SHAP Values of Additive Models: A Comparative Analysis

[This article was first published on R – Michael's and Christian's Blog, and kindly contributed to R-bloggers]. (You can report issue about the content on this page here)

Want to share your content on R-bloggers? click here if you have a blog, or here if you don’t.

Within only a few years, SHAP (Shapley additive explanations) has emerged as the number 1 way to investigate black-box models. The basic idea is to decompose model predictions into additive contributions of the features in a fair way. Studying decompositions of many predictions allows to derive global properties of the model.

What happens if we apply SHAP algorithms to additive models? Why would this ever make sense?

In the spirit of our “Lost In Translation” series, we provide both high-quality Python and R code.

The models

Let’s build the models using a dataset with three highly correlated covariates and a (deterministic) response.

Python

library(lightgbm)
library(kernelshap)
library(shapviz)

#===================================================================
# Make small data
#===================================================================

make_data <- function(n = 100) {
  x1 <- seq(0.01, 1, length = n)
  data.frame(
    x1 = x1,
    x2 = log(x1),
    x3 = x1 > 0.7
  ) |>
    transform(y = 1 + 0.2 * x1 + 0.5 * x2 + x3 + 10 * sin(2 * pi * x1))
}
df <- make_data()
head(df)
cor(df) |>
  round(2)

#       x1    x2    x3     y
# x1  1.00  0.90  0.80 -0.72
# x2  0.90  1.00  0.58 -0.53
# x3  0.80  0.58  1.00 -0.59
# y  -0.72 -0.53 -0.59  1.00

#===================================================================
# Additive linear model and additive boosted trees
#===================================================================

# Linear regression
fit_lm <- lm(y ~ poly(x1, 3) + poly(x2, 3) + x3, data = df)
summary(fit_lm)

# Boosted trees
xvars <- setdiff(colnames(df), "y")
X <- data.matrix(df[xvars])

params <- list(
  learning_rate = 0.05,
  objective = "mse",
  max_depth = 1,
  colsample_bynode = 0.7
)

fit_lgb <- lgb.train(
  params = params,
  data = lgb.Dataset(X, label = df$y),
  nrounds = 300
)

import numpy as np
import lightgbm as lgb
import shap
from sklearn.preprocessing import PolynomialFeatures
from sklearn.compose import ColumnTransformer
from sklearn.pipeline import Pipeline
from sklearn.linear_model import LinearRegression

#===================================================================
# Make small data
#===================================================================

def make_data(n=100):
    x1 = np.linspace(0.01, 1, n)
    x2 = np.log(x1)
    x3 = x1 > 0.7
    X = np.column_stack((x1, x2, x3))

    y = 1 + 0.2 * x1 + 0.5 * x2 + x3 + np.sin(2 * np.pi * x1)

    return X, y

X, y = make_data()

#===================================================================
# Additive linear model and additive boosted trees
#===================================================================

# Linear model with polynomial terms
poly = PolynomialFeatures(degree=3, include_bias=False)

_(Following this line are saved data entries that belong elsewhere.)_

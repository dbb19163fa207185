use crate::commands::{CmdMessage, CmdResult};
use crate::editor::open_in_editor;
use crate::error::{Result, ResultExt};
use crate::paths;
use crate::store::StorageBackend;
use tracing::info;

/// Opens a note in `editor` and blocks until the editor exits.
///
/// The parent project is created first so the editor can save a brand new
/// note. The note file itself is left for the editor to create.
pub fn run<S: StorageBackend>(store: &S, editor: &str, name: &str) -> Result<CmdResult> {
    let path = store
        .resolve_note_path(name)
        .context("could not open note")?;
    let key = paths::note_key(name).context("could not open note")?;
    let parent = paths::parent_key(&key);
    if !parent.is_empty() {
        store.ensure_dir(parent).context("could not open note")?;
    }

    open_in_editor(editor, &path).context("could not open note")?;
    info!(note = name, "closed editor");

    Ok(CmdResult::default().with_message(CmdMessage::info(format!("Edited: {}", name))))
}

#[cfg(all(test, unix))]
mod tests {
    use super::*;
    use crate::commands::list;
    use crate::error::DaimonError;
    use crate::store::mem_backend::MemBackend;

    #[test]
    fn successful_editor_reports_edit() {
        let store = MemBackend::new();
        let result = run(&store, "true", "todo").unwrap();
        assert_eq!(result.messages, vec![CmdMessage::info("Edited: todo")]);
    }

    #[test]
    fn prepares_parent_project() {
        let store = MemBackend::new();
        run(&store, "true", "work/new-idea").unwrap();
        assert_eq!(list::projects(&store, ".").unwrap().listed, vec!["work"]);
    }

    #[test]
    fn failing_editor_is_an_error() {
        let store = MemBackend::new();
        let err = run(&store, "false", "todo").unwrap_err();
        assert!(matches!(err.root_cause(), DaimonError::Editor(_)));
    }

    #[test]
    fn invalid_name_never_reaches_the_editor() {
        let store = MemBackend::new();
        let err = run(&store, "true", "/etc/passwd").unwrap_err();
        assert!(err.is_invalid_name());
    }
}
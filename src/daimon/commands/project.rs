use crate::commands::{CmdMessage, CmdResult};
use crate::error::{Result, ResultExt};
use crate::store::StorageBackend;
use tracing::info;

pub fn create<S: StorageBackend>(store: &S, name: &str) -> Result<CmdResult> {
    store.ensure_dir(name).context("could not create project")?;
    info!(project = name, "ensured project");
    Ok(CmdResult::default()
        .with_message(CmdMessage::success(format!("Project ready: {}", name))))
}

/// Removes a project with all of its notes and sub-projects. Deleting a
/// project that does not exist succeeds.
pub fn delete<S: StorageBackend>(store: &S, name: &str) -> Result<CmdResult> {
    store
        .remove_tree(name)
        .context("could not delete project")?;
    Ok(CmdResult::default()
        .with_message(CmdMessage::success(format!("Project deleted: {}", name))))
}

#[cfg(test)]
mod tests {
    use super::*;
    use crate::commands::{create as create_note, list};
    use crate::store::mem_backend::MemBackend;

    #[test]
    fn creates_nested_projects() {
        let store = MemBackend::new();
        create(&store, "a/b/c").unwrap();

        let all = list::all_projects(&store).unwrap();
        assert_eq!(all.listed, vec!["a/", "a/b/", "a/b/c/"]);
    }

    #[test]
    fn create_is_idempotent() {
        let store = MemBackend::new();
        create(&store, "a").unwrap();
        create(&store, "a").unwrap();
        assert_eq!(list::projects(&store, ".").unwrap().listed, vec!["a"]);
    }

    #[test]
    fn delete_removes_everything_below() {
        let store = MemBackend::new();
        create_note::run(&store, "work/standup", "x").unwrap();
        create_note::run(&store, "work/q3/goals", "y").unwrap();
        create_note::run(&store, "workshop", "keep me").unwrap();

        delete(&store, "work").unwrap();

        assert_eq!(list::all_entries(&store).unwrap().listed, vec!["workshop"]);
    }

    #[test]
    fn delete_twice_is_fine() {
        let store = MemBackend::new();
        create(&store, "x").unwrap();
        delete(&store, "x").unwrap();
        delete(&store, "x").unwrap();
    }

    #[test]
    fn refuses_to_delete_the_root() {
        let store = MemBackend::new();
        create_note::run(&store, "precious", "x").unwrap();

        let err = delete(&store, ".").unwrap_err();
        assert!(err.is_invalid_name());
        assert_eq!(list::notes(&store, ".").unwrap().listed, vec!["precious"]);
    }
}
//! # API Facade
//!
//! The API layer is a **thin facade** over the command layer. Both the
//! one-shot CLI and the REPL go through it, so a command behaves the same no
//! matter how it was typed.
//!
//! The facade:
//! - **Dispatches** to the matching `commands::*` function
//! - **Carries the editor** chosen at startup so callers don't have to
//! - **Returns structured types** (`Result<CmdResult>`)
//!
//! It does no printing and holds no business logic. `DaimonApi<S>` is generic
//! over [`StorageBackend`]: production uses `DaimonApi<FsBackend>`, tests can
//! use `DaimonApi<MemBackend>`.

use crate::commands::{self, list::Walk};
use crate::error::Result;
use crate::paths::ROOT;
use crate::store::StorageBackend;

pub use crate::commands::{CmdMessage, CmdResult, MessageLevel};

pub struct DaimonApi<S: StorageBackend> {
    store: S,
    editor: String,
}

impl<S: StorageBackend> DaimonApi<S> {
    pub fn new(store: S, editor: impl Into<String>) -> Self {
        Self {
            store,
            editor: editor.into(),
        }
    }

    pub fn store(&self) -> &S {
        &self.store
    }

    pub fn editor(&self) -> &str {
        &self.editor
    }

    pub fn create_note(&self, name: &str, body: &str) -> Result<CmdResult> {
        commands::create::run(&self.store, name, body)
    }

    pub fn read_note(&self, name: &str) -> Result<CmdResult> {
        commands::view::run(&self.store, name)
    }

    pub fn edit_note(&self, name: &str) -> Result<CmdResult> {
        commands::edit::run(&self.store, &self.editor, name)
    }

    pub fn rename_note(&self, old: &str, new: &str) -> Result<CmdResult> {
        commands::rename::run(&self.store, old, new)
    }

    pub fn delete_note(&self, name: &str) -> Result<CmdResult> {
        commands::delete::run(&self.store, name)
    }

    pub fn create_project(&self, name: &str) -> Result<CmdResult> {
        commands::project::create(&self.store, name)
    }

    pub fn delete_project(&self, name: &str) -> Result<CmdResult> {
        commands::project::delete(&self.store, name)
    }

    /// Notes directly inside `project`, or inside the root when `None`.
    pub fn list_notes(&self, project: Option<&str>) -> Result<CmdResult> {
        commands::list::notes(&self.store, project.unwrap_or(ROOT))
    }

    /// Sub-projects directly inside `project`, or inside the root when `None`.
    pub fn list_projects(&self, project: Option<&str>) -> Result<CmdResult> {
        commands::list::projects(&self.store, project.unwrap_or(ROOT))
    }

    pub fn list_all_notes(&self) -> Result<CmdResult> {
        commands::list::all_notes(&self.store)
    }

    pub fn list_all_projects(&self) -> Result<CmdResult> {
        commands::list::all_projects(&self.store)
    }

    pub fn list_all_entries(&self) -> Result<CmdResult> {
        commands::list::all_entries(&self.store)
    }

    /// Raw traversal, used by the REPL completer.
    pub fn walk(&self, policy: Walk) -> Result<Vec<String>> {
        commands::list::walk(&self.store, policy)
    }

    pub fn line(&self) -> CmdResult {
        commands::line::run()
    }
}
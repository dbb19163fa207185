//! Terminal output for command results.
//!
//! Every `render_*` function returns a plain `String` so it can be tested
//! without a terminal; the `print_*` wrappers decide on color and write to
//! stdout.

use colored::Colorize;
use daimon::api::{CmdMessage, MessageLevel};
use std::io::IsTerminal;

pub const NO_NOTES: &str = "<No Notes>";
pub const NO_PROJECTS: &str = "<No Projects>";

const INTRO_TITLE: &str = "daimon: A handy little note-taking assistant";

fn use_color() -> bool {
    std::io::stdout().is_terminal()
}

pub fn render_messages(messages: &[CmdMessage], color: bool) -> String {
    let mut output = String::new();
    for message in messages {
        let line = match (color, &message.level) {
            (false, _) => message.content.clone(),
            (true, MessageLevel::Info) => message.content.dimmed().to_string(),
            (true, MessageLevel::Success) => message.content.green().to_string(),
        };
        output.push_str(&line);
        output.push('\n');
    }
    output
}

pub fn print_messages(messages: &[CmdMessage]) {
    let output = render_messages(messages, use_color());
    if !output.is_empty() {
        print!("{}", output);
    }
}

/// One logical path per line. Projects (`name/`) stand out when colored.
pub fn render_lines(lines: &[String], placeholder: &str, color: bool) -> String {
    if lines.is_empty() {
        return format!("{}\n", placeholder);
    }

    let mut output = String::new();
    for line in lines {
        if color && line.ends_with('/') {
            output.push_str(&line.blue().bold().to_string());
        } else {
            output.push_str(line);
        }
        output.push('\n');
    }
    output
}

pub fn print_lines(lines: &[String], placeholder: &str) {
    print!("{}", render_lines(lines, placeholder, use_color()));
}

/// A note is printed after an empty line, exactly as stored.
pub fn render_note(content: &[u8]) -> String {
    let text = String::from_utf8_lossy(content);
    let mut output = format!("\n{}", text);
    if !output.ends_with('\n') {
        output.push('\n');
    }
    output
}

pub fn print_note(content: &[u8]) {
    print!("{}", render_note(content));
}

pub fn render_intro() -> String {
    format!("{}\n{}\n", INTRO_TITLE, "=".repeat(INTRO_TITLE.len()))
}

pub fn print_intro() {
    print!("{}", render_intro());
}

pub fn clear_screen() {
    // Best effort: a terminal that can't be cleared is not an error.
    let _ = console::Term::stdout().clear_screen();
}

#[cfg(test)]
mod tests {
    use super::*;

    #[test]
    fn test_render_messages_plain() {
        let messages = vec![
            CmdMessage::success("Note saved: a"),
            CmdMessage::info("Edited: b"),
        ];
        assert_eq!(
            render_messages(&messages, false),
            "Note saved: a\nEdited: b\n"
        );
    }

    #[test]
    fn test_render_messages_empty() {
        assert!(render_messages(&[], true).is_empty());
    }

    #[test]
    fn test_render_lines_placeholder() {
        assert_eq!(render_lines(&[], NO_PROJECTS, false), "<No Projects>\n");
        assert_eq!(render_lines(&[], NO_NOTES, true), "<No Notes>\n");
    }

    #[test]
    fn test_render_lines_one_per_line() {
        let lines = vec!["work/".to_string(), "work/standup".to_string()];
        assert_eq!(
            render_lines(&lines, NO_NOTES, false),
            "work/\nwork/standup\n"
        );
    }

    #[test]
    fn test_render_note_leads_with_blank_line() {
        assert_eq!(render_note(b"milk\n"), "\nmilk\n");
        assert_eq!(render_note(b"no newline"), "\nno newline\n");
    }

    #[test]
    fn test_intro_is_underlined() {
        let intro = render_intro();
        let lines: Vec<_> = intro.lines().collect();
        assert_eq!(lines.len(), 2);
        assert_eq!(lines[0].len(), lines[1].len());
    }
}
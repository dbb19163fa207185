//! # Storage Layer
//!
//! This module defines the storage abstraction for daimon. The
//! [`backend::StorageBackend`] trait is the capability set the command layer
//! is allowed to use: resolve names, open notes for reading or appending,
//! create projects, rename, remove and enumerate.
//!
//! ## Implementations
//!
//! - [`fs_backend::FsBackend`]: production storage rooted at `$DAIMON_DIR`.
//! - [`mem_backend::MemBackend`]: in-memory storage for testing command logic.
//!
//! ## Storage Layout
//!
//! The filesystem tree *is* the whole persisted state. There is no index,
//! no metadata sidecar and no database:
//!
//! ```text
//! $DAIMON_DIR/
//! ├── groceries.md        # note "groceries"
//! └── work/               # project "work"
//!     ├── standup.md      # note "work/standup"
//!     └── q3/             # project "work/q3"
//!         └── goals.md    # note "work/q3/goals"
//! ```
//!
//! Name validation lives in [`crate::paths`] and is shared by every backend.

pub mod backend;
pub mod fs_backend;
pub mod mem_backend;

pub use backend::{Entry, EntryKind, StorageBackend};
use async_trait::async_trait;
use serde::{Deserialize, Serialize};

/// A single result row keyed by column label.
pub type Row = serde_json::Map<String, serde_json::Value>;

/// Table entry returned by catalog enumeration.
#[derive(Debug, Clone, PartialEq, Eq, Serialize, Deserialize)]
pub struct TableDescriptor {
    #[serde(default, skip_serializing_if = "Option::is_none")]
    pub schema: Option<String>,
    pub name: String,
    #[serde(default = "default_table_type")]
    pub table_type: String,
}

fn default_table_type() -> String {
    "TABLE".to_string()
}

impl TableDescriptor {
    pub fn new(schema: Option<&str>, name: impl Into<String>) -> Self {
        Self {
            schema: schema.map(str::to_string),
            name: name.into(),
            table_type: default_table_type(),
        }
    }
}

#[derive(Debug, Clone, PartialEq, Eq, Serialize, Deserialize)]
pub struct IndexDescriptor {
    pub table: String,
    pub name: String,
    pub unique: bool,
    pub columns: Vec<String>,
}

/// Column metadata as reported by the driver.
///
/// `default` holds the default expression verbatim (e.g. `0` or `'N'`).
#[derive(Debug, Clone, PartialEq, Eq, Serialize, Deserialize)]
pub struct ColumnDescriptor {
    pub name: String,
    pub type_name: String,
    #[serde(default, skip_serializing_if = "Option::is_none")]
    pub limit: Option<u32>,
    #[serde(default, skip_serializing_if = "Option::is_none")]
    pub precision: Option<u32>,
    #[serde(default, skip_serializing_if = "Option::is_none")]
    pub scale: Option<u32>,
    #[serde(default = "default_nullable")]
    pub nullable: bool,
    #[serde(default, skip_serializing_if = "Option::is_none")]
    pub default: Option<String>,
}

fn default_nullable() -> bool {
    true
}

impl ColumnDescriptor {
    /// A nullable column of the given type with no size attributes.
    pub fn new(name: impl Into<String>, type_name: impl Into<String>) -> Self {
        Self {
            name: name.into(),
            type_name: type_name.into(),
            limit: None,
            precision: None,
            scale: None,
            nullable: true,
            default: None,
        }
    }

    pub fn with_limit(mut self, limit: u32) -> Self {
        self.limit = Some(limit);
        self
    }

    pub fn with_precision(mut self, precision: u32, scale: u32) -> Self {
        self.precision = Some(precision);
        self.scale = Some(scale);
        self
    }

    pub fn not_null(mut self) -> Self {
        self.nullable = false;
        self
    }

    pub fn with_default(mut self, default: impl Into<String>) -> Self {
        self.default = Some(default.into());
        self
    }
}

/// Server release as reported by database metadata (e.g. 7.2 for V7R2).
#[derive(Debug, Clone, Copy, PartialEq, Eq, PartialOrd, Ord, Hash, Serialize, Deserialize)]
pub struct DatabaseVersion {
    pub major: i32,
    pub minor: i32,
}

impl DatabaseVersion {
    pub fn new(major: i32, minor: i32) -> Self {
        Self { major, minor }
    }

    pub fn at_least(&self, major: i32, minor: i32) -> bool {
        *self >= Self::new(major, minor)
    }
}

/// The JDBC-like connectivity layer.
///
/// Every method is a single round trip on one session. Methods take
/// `&mut self` so a session can never have two statements in flight.
#[async_trait]
pub trait Connection: Send {
    /// Execute a statement and return the affected row count.
    /// `name` is a label used for logging only.
    async fn execute(&mut self, sql: &str, name: Option<&str>) -> anyhow::Result<u64>;

    /// Fetch the first row of a query, if any.
    async fn select_one(&mut self, sql: &str) -> anyhow::Result<Option<Row>>;

    async fn tables(
        &mut self,
        catalog: Option<&str>,
        schema: Option<&str>,
    ) -> anyhow::Result<Vec<TableDescriptor>>;

    async fn table_exists(&mut self, name: &str, schema: Option<&str>) -> anyhow::Result<bool>;

    async fn indexes(
        &mut self,
        table: &str,
        name: Option<&str>,
        schema: Option<&str>,
    ) -> anyhow::Result<Vec<IndexDescriptor>>;

    async fn columns(
        &mut self,
        table: &str,
        schema: Option<&str>,
    ) -> anyhow::Result<Vec<ColumnDescriptor>>;

    /// Primary-key column names in key order.
    async fn primary_keys(
        &mut self,
        table: &str,
        schema: Option<&str>,
    ) -> anyhow::Result<Vec<String>>;

    async fn database_major_version(&mut self) -> anyhow::Result<i32>;

    async fn database_minor_version(&mut self) -> anyhow::Result<i32>;

    /// Leave auto-commit mode until the next commit or rollback.
    async fn begin_transaction(&mut self) -> anyhow::Result<()>;
}
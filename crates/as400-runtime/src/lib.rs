//! Collaborator interfaces for the AS/400 adapter.
//!
//! - [`connection`]: the JDBC-like connectivity layer the adapter talks to
//! - [`dialect`]: the generic DB2 dialect the adapter builds on

pub mod connection;
pub mod dialect;

pub use connection::{
    ColumnDescriptor, Connection, DatabaseVersion, IndexDescriptor, Row, TableDescriptor,
};
pub use dialect::{Db2Dialect, Dialect, IsolationLevel};
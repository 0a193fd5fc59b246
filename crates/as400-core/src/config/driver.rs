//! JDBC driver selection.

use serde::{Deserialize, Serialize};

/// Which IBM driver the host framework should load for the connection.
#[derive(Debug, Clone, Copy, PartialEq, Eq, Hash, Serialize, Deserialize, Default)]
#[serde(rename_all = "lowercase")]
pub enum DriverKind {
    /// IBM Toolbox for Java (jt400), usable from any host.
    #[default]
    Toolbox,
    /// Native JDBC driver, only available when running on the IBM i itself.
    Native,
}

impl DriverKind {
    /// Fully qualified driver class name.
    pub fn driver_class(&self) -> &'static str {
        match self {
            DriverKind::Toolbox => "com.ibm.as400.access.AS400JDBCDriver",
            DriverKind::Native => "com.ibm.db2.jdbc.app.DB2Driver",
        }
    }
}
//! Error types for the adapter crate.

use thiserror::Error;

/// Errors surfaced by [`crate::As400Adapter`].
#[derive(Debug, Error)]
pub enum As400Error {
    /// The adapter cannot proceed with the configuration it was given.
    #[error("configuration error: {0}")]
    Configuration(String),

    /// The server does not support the requested operation.
    #[error("operation not supported: {0}")]
    Unsupported(String),

    /// A column named by the caller does not exist.
    #[error("No such column: {table}.{column}")]
    ColumnNotFound { table: String, column: String },

    /// A privileged system command failed.
    #[error("Could not call {command}.\nDo you have authority to do this?\n\n{source:#}")]
    Unauthorized {
        command: String,
        source: anyhow::Error,
    },

    /// A metadata query returned something the adapter cannot interpret.
    #[error("unexpected result: {0}")]
    UnexpectedResult(String),

    /// Error from the connectivity layer, passed through unchanged.
    #[error(transparent)]
    Connection(#[from] anyhow::Error),
}

impl As400Error {
    pub(crate) fn unauthorized(command: impl Into<String>, source: anyhow::Error) -> Self {
        Self::Unauthorized {
            command: command.into(),
            source,
        }
    }
}
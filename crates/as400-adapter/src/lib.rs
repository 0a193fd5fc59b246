//! IBM i (AS/400) dialect adapter.
//!
//! [`As400Adapter`] wraps a [`Connection`] and a base [`Dialect`] and
//! overrides the behaviors that differ on IBM i:
//!
//! - schema resolution and system naming (`*LIBL`)
//! - table listing and existence checks that never scan every library
//! - TRUNCATE gated on V7R2
//! - column rename emulated with add/copy/drop
//! - the `NO COMMIT` isolation level
//! - table-altering DDL wrapped in the auto-confirm sequence so the
//!   `CPA32B2` inquiry message never blocks the job

use as400_core::{ADAPTER_NAME, As400Config, DriverKind};
use as400_runtime::{Connection, DatabaseVersion, Db2Dialect, Dialect, IsolationLevel};
use std::collections::BTreeMap;

mod ddl;
pub mod error;
mod schema;
pub mod system;

pub use error::As400Error;

pub type Result<T> = std::result::Result<T, As400Error>;

/// One IBM i session.
///
/// All operations take `&mut self`: the auto-confirm sequence must run its
/// commands back to back on the same session.
pub struct As400Adapter<C: Connection, D: Dialect = Db2Dialect> {
    connection: C,
    dialect: D,
    config: As400Config,
    /// `CURRENT_SCHEMA`, resolved once.
    schema: Option<String>,
    /// Set while the reply-list override may be active on the job.
    auto_confirm_leaked: bool,
}

impl<C: Connection> As400Adapter<C> {
    /// Adapter over the stock DB2 dialect.
    pub fn new(connection: C, config: As400Config) -> Self {
        let dialect = Db2Dialect::new().with_emulate_booleans(config.emulate_booleans);
        Self::with_dialect(connection, dialect, config)
    }
}

impl<C: Connection, D: Dialect> As400Adapter<C, D> {
    pub fn with_dialect(connection: C, dialect: D, config: As400Config) -> Self {
        Self {
            connection,
            dialect,
            config,
            schema: None,
            auto_confirm_leaked: false,
        }
    }

    pub fn adapter_name(&self) -> &'static str {
        ADAPTER_NAME
    }

    pub fn driver(&self) -> DriverKind {
        self.config.driver
    }

    pub fn emulate_booleans(&self) -> bool {
        self.dialect.emulate_booleans()
    }

    pub fn config(&self) -> &As400Config {
        &self.config
    }

    pub fn dialect(&self) -> &D {
        &self.dialect
    }

    pub fn connection(&self) -> &C {
        &self.connection
    }

    pub fn connection_mut(&mut self) -> &mut C {
        &mut self.connection
    }

    pub fn into_connection(self) -> C {
        self.connection
    }

    /// True if the session may still answer `CPA32B2` automatically: a
    /// disarm step failed, a partial arm could not be undone, or an
    /// auto-confirm call was dropped before it finished. Hosts should
    /// discard such a connection.
    pub fn auto_confirm_leaked(&self) -> bool {
        self.auto_confirm_leaked
    }

    /// Session setup: `SET SCHEMA` for an explicit schema (switches to SQL
    /// naming) and `CHGCURLIB` for a configured current library.
    pub async fn configure_connection(&mut self) -> Result<()> {
        // Both values are spliced into statements.
        self.config
            .validate()
            .map_err(|e| As400Error::Configuration(e.to_string()))?;

        if let Some(schema) = self.config.explicit_schema() {
            let sql = format!("SET SCHEMA {}", schema);
            self.connection.execute(&sql, Some("Set Schema")).await?;
            tracing::info!(schema = %schema, "schema set");
        }
        if let Some(library) = self.config.current_library().map(str::to_string) {
            let command = format!("CHGCURLIB CURLIB({})", library);
            self.execute_system_command(&command).await?;
            tracing::info!(library = %library, "current library changed");
        }
        Ok(())
    }

    pub async fn os400_version(&mut self) -> Result<DatabaseVersion> {
        let major = self.connection.database_major_version().await?;
        let minor = self.connection.database_minor_version().await?;
        Ok(DatabaseVersion::new(major, minor))
    }

    /// Base DB2 isolation levels plus `NO COMMIT`.
    pub fn isolation_levels(&self) -> BTreeMap<IsolationLevel, &'static str> {
        let mut levels = self.dialect.isolation_levels();
        levels.insert(IsolationLevel::NoCommit, "NO COMMIT");
        levels
    }

    pub async fn begin_isolated_transaction(&mut self, level: IsolationLevel) -> Result<()> {
        let phrase = self.isolation_levels().get(&level).copied().ok_or_else(|| {
            As400Error::Unsupported(format!("isolation level {:?}", level))
        })?;
        self.connection.begin_transaction().await?;
        let sql = format!("SET TRANSACTION ISOLATION LEVEL {}", phrase);
        self.connection
            .execute(&sql, Some("Transaction Isolation"))
            .await?;
        Ok(())
    }

    /// True when the caller must fetch the key from a sequence before
    /// inserting. IBM i can only report `IDENTITY_VAL_LOCAL` for tables
    /// with a primary key.
    pub async fn needs_prefetched_key(&mut self, table: Option<&str>) -> Result<bool> {
        let Some(table) = table else {
            return Ok(true);
        };
        let schema = self.required_schema("look up primary keys").await?;
        let keys = self.connection.primary_keys(table, Some(&schema)).await?;
        Ok(keys.is_empty())
    }
}
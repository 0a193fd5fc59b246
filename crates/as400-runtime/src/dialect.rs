//! Generic DB2 SQL generation.
//!
//! [`Dialect`] is the seam platform adapters build on: they hold a dialect
//! and call through it for every behavior they do not override.
//! [`Db2Dialect`] is the stock DB2 implementation.

use crate::connection::ColumnDescriptor;
use serde::{Deserialize, Serialize};
use std::collections::BTreeMap;

/// Transaction isolation levels a caller can ask for.
#[derive(Debug, Clone, Copy, PartialEq, Eq, PartialOrd, Ord, Hash, Serialize, Deserialize)]
#[serde(rename_all = "snake_case")]
pub enum IsolationLevel {
    ReadUncommitted,
    ReadCommitted,
    RepeatableRead,
    Serializable,
    /// Commitment control disabled (IBM i only).
    NoCommit,
}

pub trait Dialect: Send + Sync {
    /// Quote a value as an SQL string literal.
    fn quote_string(&self, value: &str) -> String {
        format!("'{}'", value.replace('\'', "''"))
    }

    fn quote_table_name(&self, name: &str) -> String;

    fn quote_column_name(&self, name: &str) -> String;

    /// SQL phrase for each supported isolation level.
    fn isolation_levels(&self) -> BTreeMap<IsolationLevel, &'static str>;

    fn truncate_sql(&self, table: &str) -> String;

    /// Column type as it appears in DDL, including size attributes.
    fn type_to_sql(&self, column: &ColumnDescriptor) -> String;

    /// `ALTER TABLE .. ADD COLUMN` for `column_name` with the type,
    /// default and nullability of `definition`.
    fn add_column_sql(
        &self,
        table: &str,
        column_name: &str,
        definition: &ColumnDescriptor,
    ) -> String {
        let mut sql = format!(
            "ALTER TABLE {} ADD COLUMN {} {}",
            self.quote_table_name(table),
            self.quote_column_name(column_name),
            self.type_to_sql(definition)
        );
        if let Some(default) = &definition.default {
            sql.push_str(" DEFAULT ");
            sql.push_str(default);
        }
        if !definition.nullable {
            sql.push_str(" NOT NULL");
        }
        sql
    }

    fn remove_column_sql(&self, table: &str, column_name: &str) -> String {
        format!(
            "ALTER TABLE {} DROP COLUMN {}",
            self.quote_table_name(table),
            self.quote_column_name(column_name)
        )
    }

    fn emulate_booleans(&self) -> bool;
}

/// Stock DB2 behavior.
#[derive(Debug, Clone, Copy, PartialEq, Eq)]
pub struct Db2Dialect {
    emulate_booleans: bool,
}

impl Default for Db2Dialect {
    fn default() -> Self {
        Self {
            emulate_booleans: true,
        }
    }
}

impl Db2Dialect {
    pub fn new() -> Self {
        Self::default()
    }

    pub fn with_emulate_booleans(mut self, emulate: bool) -> Self {
        self.emulate_booleans = emulate;
        self
    }
}

impl Dialect for Db2Dialect {
    // DB2 folds unquoted identifiers to upper case; names are passed through.
    fn quote_table_name(&self, name: &str) -> String {
        name.to_string()
    }

    fn quote_column_name(&self, name: &str) -> String {
        name.to_string()
    }

    fn isolation_levels(&self) -> BTreeMap<IsolationLevel, &'static str> {
        BTreeMap::from([
            (IsolationLevel::ReadUncommitted, "READ UNCOMMITTED"),
            (IsolationLevel::ReadCommitted, "READ COMMITTED"),
            (IsolationLevel::RepeatableRead, "REPEATABLE READ"),
            (IsolationLevel::Serializable, "SERIALIZABLE"),
        ])
    }

    fn truncate_sql(&self, table: &str) -> String {
        format!("TRUNCATE TABLE {} IMMEDIATE", self.quote_table_name(table))
    }

    fn type_to_sql(&self, column: &ColumnDescriptor) -> String {
        let type_name = column.type_name.trim().to_ascii_uppercase();
        let sized = match type_name.as_str() {
            "BOOLEAN" if self.emulate_booleans => return "SMALLINT".to_string(),
            "DECIMAL" | "NUMERIC" => column
                .precision
                .map(|p| format!("({},{})", p, column.scale.unwrap_or(0))),
            "CHAR" | "CHARACTER" | "VARCHAR" | "GRAPHIC" | "VARGRAPHIC" | "BINARY"
            | "VARBINARY" | "CLOB" | "BLOB" | "DBCLOB" => {
                column.limit.map(|limit| format!("({})", limit))
            }
            _ => None,
        };
        match sized {
            Some(size) => type_name + &size,
            None => type_name,
        }
    }

    fn emulate_booleans(&self) -> bool {
        self.emulate_booleans
    }
}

preprocessor =  ColumnTransformer(
    transformers=[
        ("poly0", poly, [0]),
        ("poly1", poly, [1]),
        ("other", "passthrough", [2]),
    ]
)

model_lm = Pipeline(
    steps=[
        ("preprocessor", preprocessor),
        ("lm", LinearRegression()),
    ]
)
_ = model_lm.fit(X, y)

# Boosted trees with single-split trees
params = dict(
    learning_rate=0.05,
    objective="mse",
    max_depth=1,
    colsample_bynode=0.7,
)

model_lgb = lgb.train(
    params=params,
    train_set=lgb.Dataset(X, label=y),
    num_boost_round=300,
)

SHAP

For both models, we use exact permutation SHAP and exact Kernel SHAP. Furthermore, the linear model is analyzed with “additive SHAP”, and the tree-based model with TreeSHAP.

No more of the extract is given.